Chapter Eighteen – Blades and Mirrors

The silver coin gleamed at Nuel's feet, pulsing faintly with Riftlight—like it held more than metal. A memory, maybe. Or a promise.

The stranger stood silent, spear leveled. His armor was ancient—a fusion of Rift-warped alloys and something older. Primal. The mirrored helm reflected Nuel's face back at him, warped and flickering with static.

Nuel tightened his grip on his blade, Ember-Core gauntlet whirring softly. He could feel his heartbeat syncing with it.

Challenge accepted.

The others stayed behind, as agreed, though Nyra looked like she was one reckless breath away from stepping in.

The stranger made the first move.

He launched forward with frightening speed, spear tip slicing through the air like lightning drawn into a weapon. Nuel barely dodged, the edge grazing his shoulder as he twisted and countered with a clean upward slash. Sparks flew. Metal sang.

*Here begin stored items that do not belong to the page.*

use axum::async_trait;
use serde::{Deserialize, Serialize};
use sqlx::{FromRow, PgPool};
use uuid::Uuid;

use crate::meals::repo_types::{Ingredient, MealNutrition};

/// Nutrition facts per 100 g of a catalog food item. Immutable at runtime.
#[derive(Debug, Clone, Serialize, Deserialize, FromRow)]
pub struct NutritionFacts {
    pub calories: f64,
    pub protein_g: f64,
    pub fat_g: f64,
    pub carbs_g: f64,
}

/// Read-only lookup into the seasonal food catalog.
#[async_trait]
pub trait FoodCatalogLookup: Send + Sync {
    async fn get(&self, food_item_id: Uuid) -> anyhow::Result<Option<NutritionFacts>>;
}

pub struct PgFoodCatalog {
    db: PgPool,
}

impl PgFoodCatalog {
    pub fn new(db: PgPool) -> Self {
        Self { db }
    }
}

#[async_trait]
impl FoodCatalogLookup for PgFoodCatalog {
    async fn get(&self, food_item_id: Uuid) -> anyhow::Result<Option<NutritionFacts>> {
        let facts = sqlx::query_as::<_, NutritionFacts>(
            r#"
            SELECT calories, protein_g, fat_g, carbs_g
            FROM food_items
            WHERE id = $1
            "#,
        )
        .bind(food_item_id)
        .fetch_optional(&self.db)
        .await?;
        Ok(facts)
    }
}

/// Resolve an ordered ingredient list into meal nutrition totals, scaling the
/// per-100 g catalog facts by each ingredient's gram quantity. Unknown
/// catalog ids are an error, not a silent zero.
pub async fn nutrition_for_ingredients(
    catalog: &dyn FoodCatalogLookup,
    ingredients: &[Ingredient],
) -> anyhow::Result<MealNutrition> {
    let mut totals = MealNutrition::default();
    for ingredient in ingredients {
        let facts = catalog
            .get(ingredient.food_item_id)
            .await?
            .ok_or_else(|| anyhow::anyhow!("unknown food item {}", ingredient.food_item_id))?;
        let portion = MealNutrition {
            calories: facts.calories,
            protein_g: facts.protein_g,
            fat_g: facts.fat_g,
            carbs_g: facts.carbs_g,
        }
        .scaled(ingredient.quantity / 100.0);
        totals.add(&portion);
    }
    Ok(totals)
}

#[cfg(test)]
mod tests {
    use super::*;
    use std::collections::HashMap;

    struct FakeCatalog {
        items: HashMap<Uuid, NutritionFacts>,
    }

    #[async_trait]
    impl FoodCatalogLookup for FakeCatalog {
        async fn get(&self, food_item_id: Uuid) -> anyhow::Result<Option<NutritionFacts>> {
            Ok(self.items.get(&food_item_id).cloned())
        }
    }

    fn ingredient(id: Uuid, grams: f64) -> Ingredient {
        Ingredient {
            food_item_id: id,
            quantity: grams,
            unit: "g".to_string(),
        }
    }

    #[tokio::test]
    async fn resolves_and_scales_per_100g() {
        let rice = Uuid::new_v4();
        let chicken = Uuid::new_v4();
        let catalog = FakeCatalog {
            items: HashMap::from([
                (
                    rice,
                    NutritionFacts {
                        calories: 130.0,
                        protein_g: 2.7,
                        fat_g: 0.3,
                        carbs_g: 28.0,
                    },
                ),
                (
                    chicken,
                    NutritionFacts {
                        calories: 165.0,
                        protein_g: 31.0,
                        fat_g: 3.6,
                        carbs_g: 0.0,
                    },
                ),
            ]),
        };

        let totals = nutrition_for_ingredients(
            &catalog,
            &[ingredient(rice, 200.0), ingredient(chicken, 150.0)],
        )
        .await
        .expect("resolve");

        assert!((totals.calories - (130.0 * 2.0 + 165.0 * 1.5)).abs() < 1e-9);
        assert!((totals.protein_g - (2.7 * 2.0 + 31.0 * 1.5)).abs() < 1e-9);
        assert!((totals.carbs_g - 56.0).abs() < 1e-9);
    }

    #[tokio::test]
    async fn unknown_item_is_an_error() {
        let catalog = FakeCatalog {
            items: HashMap::new(),
        };
        let err = nutrition_for_ingredients(&catalog, &[ingredient(Uuid::new_v4(), 100.0)])
            .await
            .unwrap_err();
        assert!(err.to_string().contains("unknown food item"));
    }

    #[tokio::test]
    async fn empty_ingredient_list_is_zero() {
        let catalog = FakeCatalog {
            items: HashMap::new(),
        };
        let totals = nutrition_for_ingredients(&catalog, &[]).await.expect("resolve");
        assert_eq!(totals, MealNutrition::default());
    }
}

The clash of weapons sent shockwaves through the ridge.

This wasn't a normal fight. Each strike from the stranger echoed with some kind of temporal bleed—afterimages trailing behind his movements, confusing depth and direction.

"Reality's fraying around him," Nuel muttered, ducking under a sweep and blasting backward with a Rift-pulse from his gauntlet.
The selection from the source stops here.